DATASET CONTENT:
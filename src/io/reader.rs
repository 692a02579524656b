// src/io/reader.rs
use std::path::{Path, PathBuf};
use std::sync::Arc;

use gdal::spatial_ref::SpatialRef;
use gdal::Dataset;
use geo::Rect;
use tracing::debug;

use crate::error::{Error, Result};
use crate::raster::{GeoInfo, Grid, RasterBand};
use crate::utils::cache::RasterCache;
use crate::utils::geometry::{transform_rect, Geometry};

/// Source of clipped raster bands for a scene.
///
/// A computation asks every band for its [`Grid`], picks one, then loads
/// each band onto that grid so that pixels line up.
pub trait RasterLoader: Send + Sync {
    /// Native grid of the band, limited to the lon/lat `clip` when given.
    fn grid(&self, scene_id: &str, band_label: &str, clip: Option<&Geometry>) -> Result<Grid>;

    /// Band values sampled onto `target`.
    fn load(&self, scene_id: &str, band_label: &str, target: &Grid) -> Result<RasterBand>;
}

/// Reads `<root>/<scene_id>/<band_label>.tif` with GDAL.
///
/// Clip geometries are lon/lat (EPSG:4326) and are transformed to the
/// raster's CRS before the pixel window is computed. Bands are resampled
/// onto the target grid by nearest neighbour.
pub struct GdalLoader {
    root: PathBuf,
    cache: Arc<RasterCache>,
}

impl GdalLoader {
    pub fn new<P: AsRef<Path>>(root: P) -> Self {
        Self::with_cache(root, Arc::new(RasterCache::new()))
    }

    pub fn with_cache<P: AsRef<Path>>(root: P, cache: Arc<RasterCache>) -> Self {
        Self {
            root: root.as_ref().to_path_buf(),
            cache,
        }
    }

    pub fn band_path(&self, scene_id: &str, band_label: &str) -> PathBuf {
        self.root.join(scene_id).join(format!("{band_label}.tif"))
    }

    pub fn cache_size(&self) -> usize {
        self.cache.len()
    }
}

impl RasterLoader for GdalLoader {
    fn grid(&self, scene_id: &str, band_label: &str, clip: Option<&Geometry>) -> Result<Grid> {
        let path = self.band_path(scene_id, band_label);
        let dataset = self.cache.get_dataset(&path)?;
        let dataset = dataset.lock();

        let raster_size = dataset.raster_size();
        let projection = dataset.projection();
        let geo_transform = dataset.geo_transform()?;

        let Some(geometry) = clip else {
            return Ok(Grid::new(raster_size, GeoInfo::new(projection, geo_transform)));
        };

        let bbox = lonlat_to_dataset(geometry.bbox()?, &dataset)?;
        let window = clip_window(&geo_transform, raster_size, bbox)
            .ok_or_else(|| Error::EmptyClip(path.display().to_string()))?;
        Ok(Grid::new(window.size, GeoInfo::new(projection, window.geo_transform)))
    }

    fn load(&self, scene_id: &str, band_label: &str, target: &Grid) -> Result<RasterBand> {
        let path = self.band_path(scene_id, band_label);
        let dataset = self.cache.get_dataset(&path)?;
        let dataset = dataset.lock();

        let raster_size = dataset.raster_size();
        let projection = dataset.projection();
        let geo_transform = dataset.geo_transform()?;
        if !same_crs(&projection, &target.geo.projection)? {
            return Err(Error::CrsMismatch(path.display().to_string()));
        }

        let window = clip_window(&geo_transform, raster_size, target.bounds())
            .ok_or_else(|| Error::EmptyClip(path.display().to_string()))?;

        let band = dataset.rasterband(1)?;
        let no_data = band.no_data_value().map(|v| v as f32);

        debug!(
            path = %path.display(),
            offset = ?window.offset,
            size = ?window.size,
            target = ?target.size,
            "reading band"
        );
        let buffer = band.read_as::<f32>(
            (window.offset.0 as isize, window.offset.1 as isize),
            window.size,
            window.size,
            None,
        )?;

        let values = if window.size == target.size && window.geo_transform == target.geo.geo_transform {
            buffer.data().to_vec()
        } else {
            resample_nearest(&window, buffer.data(), target)
        };

        Ok(RasterBand::from_vec(target.size, values, target.geo.clone()).with_no_data(no_data))
    }
}

/// Moves a lon/lat box into the dataset's CRS.
///
/// Datasets without a projection, and geographic ones, take the box as is.
fn lonlat_to_dataset(bbox: Rect<f64>, dataset: &Dataset) -> Result<Rect<f64>> {
    if dataset.projection().is_empty() {
        return Ok(bbox);
    }
    let srs = dataset.spatial_ref()?;
    if srs.is_geographic() {
        return Ok(bbox);
    }
    transform_rect(bbox, &SpatialRef::from_epsg(4326)?, &srs)
}

fn same_crs(a: &str, b: &str) -> Result<bool> {
    if a == b {
        return Ok(true);
    }
    if a.is_empty() || b.is_empty() {
        return Ok(false);
    }
    Ok(SpatialRef::from_wkt(a)? == SpatialRef::from_wkt(b)?)
}

/// Samples `values` (the pixels of `window`) at the centre of every `target`
/// pixel. Centres that fall outside the window become NaN.
pub fn resample_nearest(window: &Window, values: &[f32], target: &Grid) -> Vec<f32> {
    let [src_x, src_w, _, src_y, _, src_h] = window.geo_transform;
    let [dst_x, dst_w, _, dst_y, _, dst_h] = target.geo.geo_transform;
    let (width, height) = target.size;

    let cols: Vec<Option<usize>> = (0..width)
        .map(|col| {
            let x = dst_x + (col as f64 + 0.5) * dst_w;
            source_index((x - src_x) / src_w, window.size.0)
        })
        .collect();

    let mut out = Vec::with_capacity(width * height);
    for row in 0..height {
        let y = dst_y + (row as f64 + 0.5) * dst_h;
        let src_row = source_index((y - src_y) / src_h, window.size.1);
        out.extend(cols.iter().map(|col| match (src_row, col) {
            (Some(r), Some(c)) => values[r * window.size.0 + c],
            _ => f32::NAN,
        }));
    }
    out
}

fn source_index(position: f64, len: usize) -> Option<usize> {
    let index = position.floor();
    (index >= 0.0 && index < len as f64).then_some(index as usize)
}

/// Pixel window of a raster plus the geo-transform of that window.
#[derive(Debug, Clone, PartialEq)]
pub struct Window {
    pub offset: (usize, usize),
    pub size: (usize, usize),
    pub geo_transform: [f64; 6],
}

/// Window of a north-up raster covering `bbox`, in the raster's CRS.
///
/// Box edges within 1e-6 pixels of a pixel edge snap onto it. Returns
/// `None` when the box misses the raster.
pub fn clip_window(geo_transform: &[f64; 6], raster_size: (usize, usize), bbox: Rect<f64>) -> Option<Window> {
    let [origin_x, pixel_w, _, origin_y, _, pixel_h] = *geo_transform;
    let (min, max) = (bbox.min(), bbox.max());

    let cols = [snap((min.x - origin_x) / pixel_w), snap((max.x - origin_x) / pixel_w)];
    let rows = [snap((min.y - origin_y) / pixel_h), snap((max.y - origin_y) / pixel_h)];

    let col0 = cols[0].min(cols[1]).floor().max(0.0) as usize;
    let col1 = (cols[0].max(cols[1]).ceil().max(0.0) as usize).min(raster_size.0);
    let row0 = rows[0].min(rows[1]).floor().max(0.0) as usize;
    let row1 = (rows[0].max(rows[1]).ceil().max(0.0) as usize).min(raster_size.1);

    if col0 >= col1 || row0 >= row1 {
        return None;
    }

    Some(Window {
        offset: (col0, row0),
        size: (col1 - col0, row1 - row0),
        geo_transform: [
            origin_x + col0 as f64 * pixel_w,
            pixel_w,
            0.0,
            origin_y + row0 as f64 * pixel_h,
            0.0,
            pixel_h,
        ],
    })
}

fn snap(position: f64) -> f64 {
    let nearest = position.round();
    if (position - nearest).abs() < 1e-6 {
        nearest
    } else {
        position
    }
}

PROBLEM DETAILS:
Take the entries above and set them all down again exactly as they read.

REPLY:
filename src/io/reader.rs
repository 692a02579524656b
// src/io/reader.rs
use std::path::{Path, PathBuf};
use std::sync::Arc;

use gdal::spatial_ref::SpatialRef;
use gdal::Dataset;
use geo::Rect;
use tracing::debug;

use crate::error::{Error, Result};
use crate::raster::{GeoInfo, Grid, RasterBand};
use crate::utils::cache::RasterCache;
use crate::utils::geometry::{transform_rect, Geometry};

/// Source of clipped raster bands for a scene.
///
/// A computation asks every band for its [`Grid`], picks one, then loads
/// each band onto that grid so that pixels line up.
pub trait RasterLoader: Send + Sync {
    /// Native grid of the band, limited to the lon/lat `clip` when given.
    fn grid(&self, scene_id: &str, band_label: &str, clip: Option<&Geometry>) -> Result<Grid>;

    /// Band values sampled onto `target`.
    fn load(&self, scene_id: &str, band_label: &str, target: &Grid) -> Result<RasterBand>;
}

/// Reads `<root>/<scene_id>/<band_label>.tif` with GDAL.
///
/// Clip geometries are lon/lat (EPSG:4326) and are transformed to the
/// raster's CRS before the pixel window is computed. Bands are resampled
/// onto the target grid by nearest neighbour.
pub struct GdalLoader {
    root: PathBuf,
    cache: Arc<RasterCache>,
}

impl GdalLoader {
    pub fn new<P: AsRef<Path>>(root: P) -> Self {
        Self::with_cache(root, Arc::new(RasterCache::new()))
    }

    pub fn with_cache<P: AsRef<Path>>(root: P, cache: Arc<RasterCache>) -> Self {
        Self {
            root: root.as_ref().to_path_buf(),
            cache,
        }
    }

    pub fn band_path(&self, scene_id: &str, band_label: &str) -> PathBuf {
        self.root.join(scene_id).join(format!("{band_label}.tif"))
    }

    pub fn cache_size(&self) -> usize {
        self.cache.len()
    }
}

impl RasterLoader for GdalLoader {
    fn grid(&self, scene_id: &str, band_label: &str, clip: Option<&Geometry>) -> Result<Grid> {
        let path = self.band_path(scene_id, band_label);
        let dataset = self.cache.get_dataset(&path)?;
        let dataset = dataset.lock();

        let raster_size = dataset.raster_size();
        let projection = dataset.projection();
        let geo_transform = dataset.geo_transform()?;

        let Some(geometry) = clip else {
            return Ok(Grid::new(raster_size, GeoInfo::new(projection, geo_transform)));
        };

        let bbox = lonlat_to_dataset(geometry.bbox()?, &dataset)?;
        let window = clip_window(&geo_transform, raster_size, bbox)
            .ok_or_else(|| Error::EmptyClip(path.display().to_string()))?;
        Ok(Grid::new(window.size, GeoInfo::new(projection, window.geo_transform)))
    }

    fn load(&self, scene_id: &str, band_label: &str, target: &Grid) -> Result<RasterBand> {
        let path = self.band_path(scene_id, band_label);
        let dataset = self.cache.get_dataset(&path)?;
        let dataset = dataset.lock();

        let raster_size = dataset.raster_size();
        let projection = dataset.projection();
        let geo_transform = dataset.geo_transform()?;
        if !same_crs(&projection, &target.geo.projection)? {
            return Err(Error::CrsMismatch(path.display().to_string()));
        }

        let window = clip_window(&geo_transform, raster_size, target.bounds())
            .ok_or_else(|| Error::EmptyClip(path.display().to_string()))?;

        let band = dataset.rasterband(1)?;
        let no_data = band.no_data_value().map(|v| v as f32);

        debug!(
            path = %path.display(),
            offset = ?window.offset,
            size = ?window.size,
            target = ?target.size,
            "reading band"
        );
        let buffer = band.read_as::<f32>(
            (window.offset.0 as isize, window.offset.1 as isize),
            window.size,
            window.size,
            None,
        )?;

        let values = if window.size == target.size && window.geo_transform == target.geo.geo_transform {
            buffer.data().to_vec()
        } else {
            resample_nearest(&window, buffer.data(), target)
        };

        Ok(RasterBand::from_vec(target.size, values, target.geo.clone()).with_no_data(no_data))
    }
}

/// Moves a lon/lat box into the dataset's CRS.
///
/// Datasets without a projection, and geographic ones, take the box as is.
fn lonlat_to_dataset(bbox: Rect<f64>, dataset: &Dataset) -> Result<Rect<f64>> {
    if dataset.projection().is_empty() {
        return Ok(bbox);
    }
    let srs = dataset.spatial_ref()?;
    if srs.is_geographic() {
        return Ok(bbox);
    }
    transform_rect(bbox, &SpatialRef::from_epsg(4326)?, &srs)
}

fn same_crs(a: &str, b: &str) -> Result<bool> {
    if a == b {
        return Ok(true);
    }
    if a.is_empty() || b.is_empty() {
        return Ok(false);
    }
    Ok(SpatialRef::from_wkt(a)? == SpatialRef::from_wkt(b)?)
}

/// Samples `values` (the pixels of `window`) at the centre of every `target`
/// pixel. Centres that fall outside the window become NaN.
pub fn resample_nearest(window: &Window, values: &[f32], target: &Grid) -> Vec<f32> {
    let [src_x, src_w, _, src_y, _, src_h] = window.geo_transform;
    let [dst_x, dst_w, _, dst_y, _, dst_h] = target.geo.geo_transform;
    let (width, height) = target.size;

    let cols: Vec<Option<usize>> = (0..width)
        .map(|col| {
            let x = dst_x + (col as f64 + 0.5) * dst_w;
            source_index((x - src_x) / src_w, window.size.0)
        })
        .collect();

    let mut out = Vec::with_capacity(width * height);
    for row in 0..height {
        let y = dst_y + (row as f64 + 0.5) * dst_h;
        let src_row = source_index((y - src_y) / src_h, window.size.1);
        out.extend(cols.iter().map(|col| match (src_row, col) {
            (Some(r), Some(c)) => values[r * window.size.0 + c],
            _ => f32::NAN,
        }));
    }
    out
}

fn source_index(position: f64, len: usize) -> Option<usize> {
    let index = position.floor();
    (index >= 0.0 && index < len as f64).then_some(index as usize)
}

/// Pixel window of a raster plus the geo-transform of that window.
#[derive(Debug, Clone, PartialEq)]
pub struct Window {
    pub offset: (usize, usize),
    pub size: (usize, usize),
    pub geo_transform: [f64; 6],
}

/// Window of a north-up raster covering `bbox`, in the raster's CRS.
///
/// Box edges within 1e-6 pixels of a pixel edge snap onto it. Returns
/// `None` when the box misses the raster.
pub fn clip_window(geo_transform: &[f64; 6], raster_size: (usize, usize), bbox: Rect<f64>) -> Option<Window> {
    let [origin_x, pixel_w, _, origin_y, _, pixel_h] = *geo_transform;
    let (min, max) = (bbox.min(), bbox.max());

    let cols = [snap((min.x - origin_x) / pixel_w), snap((max.x - origin_x) / pixel_w)];
    let rows = [snap((min.y - origin_y) / pixel_h), snap((max.y - origin_y) / pixel_h)];

    let col0 = cols[0].min(cols[1]).floor().max(0.0) as usize;
    let col1 = (cols[0].max(cols[1]).ceil().max(0.0) as usize).min(raster_size.0);
    let row0 = rows[0].min(rows[1]).floor().max(0.0) as usize;
    let row1 = (rows[0].max(rows[1]).ceil().max(0.0) as usize).min(raster_size.1);

    if col0 >= col1 || row0 >= row1 {
        return None;
    }

    Some(Window {
        offset: (col0, row0),
        size: (col1 - col0, row1 - row0),
        geo_transform: [
            origin_x + col0 as f64 * pixel_w,
            pixel_w,
            0.0,
            origin_y + row0 as f64 * pixel_h,
            0.0,
            pixel_h,
        ],
    })
}

fn snap(position: f64) -> f64 {
    let nearest = position.round();
    if (position - nearest).abs() < 1e-6 {
        nearest
    } else {
        position
    }
}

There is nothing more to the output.